Material provided: Begin

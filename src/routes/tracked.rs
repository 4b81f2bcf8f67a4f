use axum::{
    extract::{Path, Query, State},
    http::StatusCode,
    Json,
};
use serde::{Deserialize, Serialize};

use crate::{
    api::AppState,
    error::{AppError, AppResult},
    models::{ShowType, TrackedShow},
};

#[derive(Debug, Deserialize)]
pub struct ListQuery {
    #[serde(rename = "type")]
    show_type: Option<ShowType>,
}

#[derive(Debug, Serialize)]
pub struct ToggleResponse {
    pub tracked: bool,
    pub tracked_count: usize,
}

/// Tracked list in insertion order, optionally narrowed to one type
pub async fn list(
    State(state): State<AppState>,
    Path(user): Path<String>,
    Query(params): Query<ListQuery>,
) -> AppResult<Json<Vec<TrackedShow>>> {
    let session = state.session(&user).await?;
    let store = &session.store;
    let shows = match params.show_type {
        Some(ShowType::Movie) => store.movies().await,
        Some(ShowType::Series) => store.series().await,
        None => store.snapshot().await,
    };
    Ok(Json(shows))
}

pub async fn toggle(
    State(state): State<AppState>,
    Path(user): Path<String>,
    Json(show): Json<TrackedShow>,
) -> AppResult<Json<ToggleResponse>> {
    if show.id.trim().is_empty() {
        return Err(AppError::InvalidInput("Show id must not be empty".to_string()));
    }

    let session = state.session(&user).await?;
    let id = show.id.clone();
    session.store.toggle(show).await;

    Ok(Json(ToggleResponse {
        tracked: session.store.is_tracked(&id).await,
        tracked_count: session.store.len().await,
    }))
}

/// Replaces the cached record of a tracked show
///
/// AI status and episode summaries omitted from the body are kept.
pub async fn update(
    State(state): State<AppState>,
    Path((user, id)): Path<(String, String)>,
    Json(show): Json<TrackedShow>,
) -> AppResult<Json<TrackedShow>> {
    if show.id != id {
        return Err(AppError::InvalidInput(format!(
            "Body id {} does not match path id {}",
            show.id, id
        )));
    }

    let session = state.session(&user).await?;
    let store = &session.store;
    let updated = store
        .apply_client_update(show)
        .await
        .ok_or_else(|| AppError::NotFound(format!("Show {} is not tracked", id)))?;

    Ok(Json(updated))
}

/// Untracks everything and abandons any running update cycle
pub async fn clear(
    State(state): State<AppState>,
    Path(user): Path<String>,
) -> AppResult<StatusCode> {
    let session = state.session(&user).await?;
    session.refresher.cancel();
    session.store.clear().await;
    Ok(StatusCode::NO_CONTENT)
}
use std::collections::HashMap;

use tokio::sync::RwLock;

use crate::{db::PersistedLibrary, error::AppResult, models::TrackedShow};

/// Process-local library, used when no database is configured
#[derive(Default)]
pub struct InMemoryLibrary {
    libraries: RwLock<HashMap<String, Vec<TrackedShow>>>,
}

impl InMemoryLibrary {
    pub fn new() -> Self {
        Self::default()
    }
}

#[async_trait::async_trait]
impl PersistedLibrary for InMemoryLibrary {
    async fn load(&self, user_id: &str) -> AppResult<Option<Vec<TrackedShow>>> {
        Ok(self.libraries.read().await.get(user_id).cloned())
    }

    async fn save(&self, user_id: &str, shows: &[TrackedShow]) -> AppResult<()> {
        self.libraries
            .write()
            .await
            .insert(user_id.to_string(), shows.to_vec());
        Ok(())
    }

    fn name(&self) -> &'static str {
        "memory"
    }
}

Material provided: End
Material provided: Begin

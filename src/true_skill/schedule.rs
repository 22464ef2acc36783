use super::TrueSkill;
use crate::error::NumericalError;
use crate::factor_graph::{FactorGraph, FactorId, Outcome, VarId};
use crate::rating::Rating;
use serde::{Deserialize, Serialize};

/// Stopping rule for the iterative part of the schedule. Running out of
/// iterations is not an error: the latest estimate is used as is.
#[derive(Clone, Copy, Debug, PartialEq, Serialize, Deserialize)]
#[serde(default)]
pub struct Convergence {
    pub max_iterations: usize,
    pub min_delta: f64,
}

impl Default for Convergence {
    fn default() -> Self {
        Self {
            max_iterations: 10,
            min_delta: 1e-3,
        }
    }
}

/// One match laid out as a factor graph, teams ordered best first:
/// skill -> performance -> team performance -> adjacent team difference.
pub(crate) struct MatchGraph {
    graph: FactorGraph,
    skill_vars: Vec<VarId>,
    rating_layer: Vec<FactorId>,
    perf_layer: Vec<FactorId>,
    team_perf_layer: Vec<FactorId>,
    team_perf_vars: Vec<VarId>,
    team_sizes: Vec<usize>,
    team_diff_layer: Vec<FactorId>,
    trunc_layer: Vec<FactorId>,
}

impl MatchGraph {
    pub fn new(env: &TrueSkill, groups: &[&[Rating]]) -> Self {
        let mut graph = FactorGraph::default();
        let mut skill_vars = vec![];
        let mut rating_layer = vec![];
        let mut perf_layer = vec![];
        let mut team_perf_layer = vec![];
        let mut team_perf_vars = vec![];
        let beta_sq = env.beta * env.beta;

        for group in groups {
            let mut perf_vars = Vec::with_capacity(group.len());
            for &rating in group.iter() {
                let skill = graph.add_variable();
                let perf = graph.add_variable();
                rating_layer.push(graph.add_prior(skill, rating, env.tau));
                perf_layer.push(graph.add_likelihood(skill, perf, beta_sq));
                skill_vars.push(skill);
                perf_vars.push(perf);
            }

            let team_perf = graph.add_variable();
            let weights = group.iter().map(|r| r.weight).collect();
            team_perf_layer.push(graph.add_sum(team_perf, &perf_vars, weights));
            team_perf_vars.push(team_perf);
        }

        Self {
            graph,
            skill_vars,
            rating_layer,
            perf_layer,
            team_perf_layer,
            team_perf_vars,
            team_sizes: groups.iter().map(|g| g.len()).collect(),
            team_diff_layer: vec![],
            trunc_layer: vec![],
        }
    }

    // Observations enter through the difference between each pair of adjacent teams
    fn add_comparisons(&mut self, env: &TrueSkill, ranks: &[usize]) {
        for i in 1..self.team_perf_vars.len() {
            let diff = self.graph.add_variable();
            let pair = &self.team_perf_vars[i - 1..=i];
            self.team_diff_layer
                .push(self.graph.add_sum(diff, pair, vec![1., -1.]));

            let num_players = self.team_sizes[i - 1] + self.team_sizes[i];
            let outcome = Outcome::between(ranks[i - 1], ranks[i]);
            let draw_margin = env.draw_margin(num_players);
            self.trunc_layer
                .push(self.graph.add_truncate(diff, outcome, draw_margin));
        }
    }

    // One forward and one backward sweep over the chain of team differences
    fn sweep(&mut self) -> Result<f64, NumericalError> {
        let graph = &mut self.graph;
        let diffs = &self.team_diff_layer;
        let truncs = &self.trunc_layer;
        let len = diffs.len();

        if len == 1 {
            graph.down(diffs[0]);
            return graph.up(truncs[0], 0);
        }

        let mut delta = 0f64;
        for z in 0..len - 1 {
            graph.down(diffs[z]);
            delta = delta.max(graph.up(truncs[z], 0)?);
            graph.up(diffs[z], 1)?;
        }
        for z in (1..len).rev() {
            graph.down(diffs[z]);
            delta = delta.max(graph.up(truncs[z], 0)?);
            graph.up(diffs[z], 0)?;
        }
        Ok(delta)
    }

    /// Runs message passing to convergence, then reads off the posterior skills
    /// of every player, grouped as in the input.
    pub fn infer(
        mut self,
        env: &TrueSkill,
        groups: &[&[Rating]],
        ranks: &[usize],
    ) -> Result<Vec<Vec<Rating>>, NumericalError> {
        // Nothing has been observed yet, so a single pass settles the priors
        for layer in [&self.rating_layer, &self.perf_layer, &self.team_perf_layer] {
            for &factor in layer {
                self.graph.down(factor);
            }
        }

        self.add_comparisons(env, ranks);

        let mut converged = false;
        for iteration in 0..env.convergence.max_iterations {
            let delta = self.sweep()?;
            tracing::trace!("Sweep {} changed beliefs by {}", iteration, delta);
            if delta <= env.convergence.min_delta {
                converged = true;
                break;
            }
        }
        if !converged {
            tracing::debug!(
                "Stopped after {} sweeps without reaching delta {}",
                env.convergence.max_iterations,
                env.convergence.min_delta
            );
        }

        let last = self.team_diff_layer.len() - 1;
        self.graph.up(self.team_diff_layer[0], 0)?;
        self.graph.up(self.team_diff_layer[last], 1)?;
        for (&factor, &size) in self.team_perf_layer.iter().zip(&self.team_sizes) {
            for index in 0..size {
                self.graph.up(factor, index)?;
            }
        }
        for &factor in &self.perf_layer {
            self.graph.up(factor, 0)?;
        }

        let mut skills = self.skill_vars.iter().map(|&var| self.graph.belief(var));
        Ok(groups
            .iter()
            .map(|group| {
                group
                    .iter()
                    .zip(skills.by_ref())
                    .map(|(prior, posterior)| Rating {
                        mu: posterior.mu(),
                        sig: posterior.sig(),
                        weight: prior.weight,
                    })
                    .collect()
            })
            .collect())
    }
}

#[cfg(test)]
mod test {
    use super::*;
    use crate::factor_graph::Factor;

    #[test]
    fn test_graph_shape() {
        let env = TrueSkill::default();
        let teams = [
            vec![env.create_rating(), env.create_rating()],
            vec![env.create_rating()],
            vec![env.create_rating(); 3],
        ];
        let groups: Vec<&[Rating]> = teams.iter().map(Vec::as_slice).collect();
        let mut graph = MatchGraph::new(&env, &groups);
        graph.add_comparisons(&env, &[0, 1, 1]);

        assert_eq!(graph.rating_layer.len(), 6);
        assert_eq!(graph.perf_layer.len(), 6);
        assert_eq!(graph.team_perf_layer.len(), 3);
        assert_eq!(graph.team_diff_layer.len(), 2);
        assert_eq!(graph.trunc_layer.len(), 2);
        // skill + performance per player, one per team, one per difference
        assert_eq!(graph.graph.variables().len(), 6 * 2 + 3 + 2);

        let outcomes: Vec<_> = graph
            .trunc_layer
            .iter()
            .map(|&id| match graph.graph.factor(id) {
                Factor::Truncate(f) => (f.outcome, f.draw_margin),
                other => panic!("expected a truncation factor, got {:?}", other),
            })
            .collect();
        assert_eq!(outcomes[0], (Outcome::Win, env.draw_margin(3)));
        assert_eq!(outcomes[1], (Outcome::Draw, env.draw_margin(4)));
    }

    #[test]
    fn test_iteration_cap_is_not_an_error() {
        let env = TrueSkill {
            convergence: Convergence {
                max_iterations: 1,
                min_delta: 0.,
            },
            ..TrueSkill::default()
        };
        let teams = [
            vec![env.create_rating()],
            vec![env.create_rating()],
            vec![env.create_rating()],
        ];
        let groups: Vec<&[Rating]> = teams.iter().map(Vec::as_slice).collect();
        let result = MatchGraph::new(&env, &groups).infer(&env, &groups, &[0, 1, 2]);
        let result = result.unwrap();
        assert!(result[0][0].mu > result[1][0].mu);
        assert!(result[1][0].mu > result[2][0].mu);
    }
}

Material provided: End
Material provided: Begin

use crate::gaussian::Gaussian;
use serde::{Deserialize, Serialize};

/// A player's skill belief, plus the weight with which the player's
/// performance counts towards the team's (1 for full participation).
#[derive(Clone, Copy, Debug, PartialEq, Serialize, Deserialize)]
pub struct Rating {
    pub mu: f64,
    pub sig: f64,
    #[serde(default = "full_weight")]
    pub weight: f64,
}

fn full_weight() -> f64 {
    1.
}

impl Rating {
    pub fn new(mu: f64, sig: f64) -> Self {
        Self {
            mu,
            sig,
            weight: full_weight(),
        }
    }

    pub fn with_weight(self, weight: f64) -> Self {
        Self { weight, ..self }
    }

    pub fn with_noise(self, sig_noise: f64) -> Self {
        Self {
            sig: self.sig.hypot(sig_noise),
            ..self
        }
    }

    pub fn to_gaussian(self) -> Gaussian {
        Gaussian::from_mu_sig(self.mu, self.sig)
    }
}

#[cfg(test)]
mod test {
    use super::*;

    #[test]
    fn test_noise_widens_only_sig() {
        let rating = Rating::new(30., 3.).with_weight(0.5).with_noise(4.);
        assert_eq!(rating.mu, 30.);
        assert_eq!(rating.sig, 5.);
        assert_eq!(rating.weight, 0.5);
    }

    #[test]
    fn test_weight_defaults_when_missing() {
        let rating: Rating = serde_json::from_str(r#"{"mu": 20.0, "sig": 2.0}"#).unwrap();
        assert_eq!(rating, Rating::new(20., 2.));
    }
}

Material provided: End

What you should do: Which of the lines above mention the word "ranks"? Pull those lines out.

Response box:
    fn add_comparisons(&mut self, env: &TrueSkill, ranks: &[usize]) {
            let outcome = Outcome::between(ranks[i - 1], ranks[i]);
        ranks: &[usize],
        self.add_comparisons(env, ranks);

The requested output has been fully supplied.